## [REQUIRED ACTION]
Could you show all lines in the entries below that contain the string "across"?

## [DATA FOR PROCESSING]
"""

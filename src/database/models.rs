//! Database models for persistent storage
//! These models map directly to SQLite tables

use std::fmt;
use std::str::FromStr;

use serde::{Deserialize, Serialize};
use sqlx::FromRow;
use url::Url;

use crate::error::{Error, Result};

/// Song category
#[derive(Debug, Clone, PartialEq, Eq, FromRow, Serialize, Deserialize)]
pub struct DbCategory {
    /// Unique identifier (auto-increment)
    pub id: i64,
    /// Display name, unique across categories
    pub name: String,
}

/// Song with its category resolved
#[derive(Debug, Clone, PartialEq, Eq, Serialize, Deserialize)]
pub struct DbSong {
    /// Unique identifier (auto-increment)
    pub id: i64,
    /// Song title
    pub title: String,
    /// Artist name
    pub artist: String,
    /// Category reference, if any
    pub category_id: Option<i64>,
    /// Category joined from `categories`
    pub category: Option<DbCategory>,
    /// Display position, dense and zero-based across the catalog
    pub order: i64,
    /// Link to an external chord sheet
    pub chord_url: Option<String>,
    /// Created timestamp
    pub created_at: i64,
    /// Last modified timestamp (reordering does not touch it)
    pub updated_at: i64,
}

/// Raw row of `songs LEFT JOIN categories`
#[derive(Debug, FromRow)]
pub(crate) struct SongRow {
    pub id: i64,
    pub title: String,
    pub artist: String,
    pub category_id: Option<i64>,
    pub category_name: Option<String>,
    pub sort_order: i64,
    pub chord_url: Option<String>,
    pub created_at: i64,
    pub updated_at: i64,
}

impl From<SongRow> for DbSong {
    fn from(row: SongRow) -> Self {
        let category = row
            .category_id
            .zip(row.category_name)
            .map(|(id, name)| DbCategory { id, name });

        Self {
            id: row.id,
            title: row.title,
            artist: row.artist,
            category_id: row.category_id,
            category,
            order: row.sort_order,
            chord_url: row.chord_url,
            created_at: row.created_at,
            updated_at: row.updated_at,
        }
    }
}

// ============ Input structs ============

/// Editable song fields, shared by add and update.
///
/// `order` is deliberately absent: it is assigned on insert and only changed
/// by move/delete.
#[derive(Debug, Clone, Default, PartialEq, Eq, Serialize, Deserialize)]
pub struct SongForm {
    pub title: String,
    pub artist: String,
    pub category_id: Option<i64>,
    pub chord_url: Option<String>,
}

impl SongForm {
    pub fn new(title: impl Into<String>, artist: impl Into<String>) -> Self {
        Self {
            title: title.into(),
            artist: artist.into(),
            ..Default::default()
        }
    }

    pub fn with_category(mut self, category_id: i64) -> Self {
        self.category_id = Some(category_id);
        self
    }

    pub fn with_chord_url(mut self, chord_url: impl Into<String>) -> Self {
        self.chord_url = Some(chord_url.into());
        self
    }

    /// Check required fields and normalize the form.
    ///
    /// Title and artist are trimmed and must be non-empty. A blank chord URL
    /// becomes `None`; anything else must be an absolute http(s) URL.
    pub fn validate(self) -> Result<Self> {
        let title = self.title.trim();
        if title.is_empty() {
            return Err(Error::validation("title", "must not be empty"));
        }

        let artist = self.artist.trim();
        if artist.is_empty() {
            return Err(Error::validation("artist", "must not be empty"));
        }

        let chord_url = match self.chord_url.as_deref().map(str::trim) {
            None | Some("") => None,
            Some(raw) => {
                let parsed = Url::parse(raw)
                    .map_err(|e| Error::validation("chord_url", e.to_string()))?;
                if !matches!(parsed.scheme(), "http" | "https") {
                    return Err(Error::validation(
                        "chord_url",
                        format!("unsupported scheme '{}'", parsed.scheme()),
                    ));
                }
                Some(raw.to_string())
            }
        };

        Ok(Self {
            title: title.to_string(),
            artist: artist.to_string(),
            category_id: self.category_id,
            chord_url,
        })
    }
}

/// Listing filter; both parts combine with AND
#[derive(Debug, Clone, Default, PartialEq, Eq, Hash)]
pub struct SongFilter {
    /// Exact category match
    pub category_id: Option<i64>,
    /// Case-sensitive substring of title or artist
    pub search: Option<String>,
}

impl SongFilter {
    pub fn category(mut self, category_id: i64) -> Self {
        self.category_id = Some(category_id);
        self
    }

    pub fn search(mut self, text: impl Into<String>) -> Self {
        self.search = Some(text.into());
        self
    }

    /// Drop an empty search string so it is treated as "no search"
    pub fn normalized(mut self) -> Self {
        if self.search.as_deref().is_some_and(str::is_empty) {
            self.search = None;
        }
        self
    }
}

/// Direction for a one-step reorder
#[derive(Debug, Clone, Copy, PartialEq, Eq, Serialize, Deserialize)]
#[serde(rename_all = "snake_case")]
pub enum Direction {
    Up,
    Down,
}

impl fmt::Display for Direction {
    fn fmt(&self, f: &mut fmt::Formatter<'_>) -> fmt::Result {
        match self {
            Direction::Up => write!(f, "up"),
            Direction::Down => write!(f, "down"),
        }
    }
}

impl FromStr for Direction {
    type Err = Error;

    fn from_str(s: &str) -> Result<Self> {
        match s.to_ascii_lowercase().as_str() {
            "up" => Ok(Direction::Up),
            "down" => Ok(Direction::Down),
            other => Err(Error::validation(
                "direction",
                format!("expected 'up' or 'down', got '{other}'"),
            )),
        }
    }
}

#[cfg(test)]
mod tests {
    use super::*;

    #[test]
    fn test_validate_trims_fields() {
        let form = SongForm::new("  Yesterday ", "\tThe Beatles")
            .with_chord_url("  https://chords.example/yesterday  ")
            .validate()
            .unwrap();
        assert_eq!(form.title, "Yesterday");
        assert_eq!(form.artist, "The Beatles");
        assert_eq!(
            form.chord_url.as_deref(),
            Some("https://chords.example/yesterday")
        );
    }

    #[test]
    fn test_validate_rejects_blank_title_and_artist() {
        let err = SongForm::new("   ", "Artist").validate().unwrap_err();
        assert!(matches!(err, Error::Validation { ref field, .. } if field == "title"));

        let err = SongForm::new("Title", "").validate().unwrap_err();
        assert!(matches!(err, Error::Validation { ref field, .. } if field == "artist"));
    }

    #[test]
    fn test_validate_chord_url() {
        let form = SongForm::new("T", "A").with_chord_url("").validate().unwrap();
        assert_eq!(form.chord_url, None);

        let err = SongForm::new("T", "A")
            .with_chord_url("not a url")
            .validate()
            .unwrap_err();
        assert!(matches!(err, Error::Validation { ref field, .. } if field == "chord_url"));

        let err = SongForm::new("T", "A")
            .with_chord_url("ftp://chords.example/a.txt")
            .validate()
            .unwrap_err();
        assert!(matches!(err, Error::Validation { ref field, .. } if field == "chord_url"));
    }

    #[test]
    fn test_filter_normalized() {
        assert_eq!(SongFilter::default().search("").normalized().search, None);
        assert_eq!(
            SongFilter::default().search("abc").normalized().search.as_deref(),
            Some("abc")
        );
    }

    #[test]
    fn test_direction_parse() {
        assert_eq!("up".parse::<Direction>().unwrap(), Direction::Up);
        assert_eq!("DOWN".parse::<Direction>().unwrap(), Direction::Down);
        assert!("sideways".parse::<Direction>().is_err());
        assert_eq!(Direction::Down.to_string(), "down");
    }

    #[test]
    fn test_song_row_resolves_category() {
        let row = SongRow {
            id: 1,
            title: "T".into(),
            artist: "A".into(),
            category_id: Some(4),
            category_name: Some("Worship".into()),
            sort_order: 0,
            chord_url: None,
            created_at: 10,
            updated_at: 10,
        };
        let song = DbSong::from(row);
        assert_eq!(
            song.category,
            Some(DbCategory {
                id: 4,
                name: "Worship".into()
            })
        );
        assert_eq!(song.order, 0);
    }
}
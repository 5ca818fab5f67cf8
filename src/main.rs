//! Songbook - command-line song list manager

use std::process::ExitCode;
use std::sync::Arc;

use anyhow::Context;
use clap::Parser;
use tracing_subscriber::EnvFilter;

use songbook::cli::{self, Cli};
use songbook::config::Settings;
use songbook::{Database, SongService};

#[tokio::main]
async fn main() -> ExitCode {
    let args = Cli::parse();

    match run(args).await {
        Ok(output) => {
            println!("{output}");
            ExitCode::SUCCESS
        }
        Err(e) => {
            eprintln!("Error: {e:#}");
            ExitCode::FAILURE
        }
    }
}

async fn run(args: Cli) -> anyhow::Result<String> {
    let mut settings = match &args.config {
        Some(path) => Settings::load_from_file(path)?,
        None => Settings::load()?,
    };
    if let Some(path) = args.database {
        settings.database_path = Some(path);
    }

    // Initialize tracing for logging
    tracing_subscriber::fmt()
        .with_env_filter(
            EnvFilter::try_from_default_env()
                .unwrap_or_else(|_| EnvFilter::new(&settings.log_level)),
        )
        .with_writer(std::io::stderr)
        .init();

    let db_path = settings.resolved_database_path();
    tracing::debug!("Using database at: {}", db_path.display());
    let db = Database::new(&db_path, settings.max_connections)
        .await
        .with_context(|| format!("failed to open database {}", db_path.display()))?;

    let service = SongService::new(Arc::new(db));
    let output = cli::run(&service, args.command, args.json).await?;
    Ok(output)
}
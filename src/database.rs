//! Database module for persistent storage
//! Uses SQLite via sqlx for storing categories and the ordered song catalog

mod models;
mod ops;
mod repository;
mod schema;

pub use models::*;
pub use repository::Database;
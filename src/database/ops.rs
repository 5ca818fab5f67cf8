//! Database operations organized by entity type

mod categories;
mod songs;

pub use categories::*;
pub use songs::*;

use std::time::{SystemTime, UNIX_EPOCH};

/// Get current Unix timestamp
pub fn current_timestamp() -> i64 {
    SystemTime::now()
        .duration_since(UNIX_EPOCH)
        .map(|d| d.as_secs() as i64)
        .unwrap_or_default()
}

"""

## [WRITTEN REPLY]
    /// Display name, unique across categories
    /// Display position, dense and zero-based across the catalog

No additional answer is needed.